#### [PROBLEM STATEMENT]
Show every line in the material below in which the string "destination" appears.

(Beginning of SUPPLIED MATERIAL)

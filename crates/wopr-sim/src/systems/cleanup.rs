//! Cleanup system: retires finished explosions to permanent impact sites.

use hecs::{Entity, World};

use wopr_core::components::Explosion;
use wopr_core::types::Point;

/// Despawn every entity whose explosion has finished and record its location.
/// Uses a pre-allocated buffer to avoid per-frame allocation.
pub fn run(world: &mut World, despawn_buffer: &mut Vec<Entity>, impact_sites: &mut Vec<Point>) {
    despawn_buffer.clear();

    for (entity, explosion) in world.query_mut::<&Explosion>() {
        if explosion.is_finished() {
            impact_sites.push(explosion.location);
            despawn_buffer.push(entity);
        }
    }

    for entity in despawn_buffer.drain(..) {
        // Collected from a live query above.
        let despawned = world.despawn(entity);
        debug_assert!(despawned.is_ok(), "entity despawned twice");
    }
}
//! Detonation system: turns impacted missiles into explosions.

use hecs::{Entity, World};

use wopr_core::components::{Explosion, Missile};

/// Attach an `Explosion` at the destination of each impacted missile.
///
/// Returns the names of the targets hit, in the order given.
pub fn run(world: &mut World, impacted: &[Entity], explosion_frames: u32) -> Vec<String> {
    let mut hits = Vec::with_capacity(impacted.len());
    for &entity in impacted {
        let Ok(missile) = world.get::<&Missile>(entity) else {
            continue;
        };
        let explosion = Explosion::new(missile.destination, explosion_frames);
        let target = missile.target.clone();
        drop(missile);

        if world.insert_one(entity, explosion).is_ok() {
            tracing::trace!(target = %target, "detonation");
            hits.push(target);
        }
    }
    hits
}

/// Advance every explosion by one frame.
pub fn age(world: &mut World) {
    for (_entity, explosion) in world.query_mut::<&mut Explosion>() {
        explosion.tick();
    }
}

/// Number of explosions still animating.
pub fn active(world: &World) -> usize {
    world
        .query::<&Explosion>()
        .iter()
        .filter(|(_, e)| !e.is_finished())
        .count()
}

(End of SUPPLIED MATERIAL)

#### [RESPONSE TO THIS EXERCISE]
/// Attach an `Explosion` at the destination of each impacted missile.
        let explosion = Explosion::new(missile.destination, explosion_frames);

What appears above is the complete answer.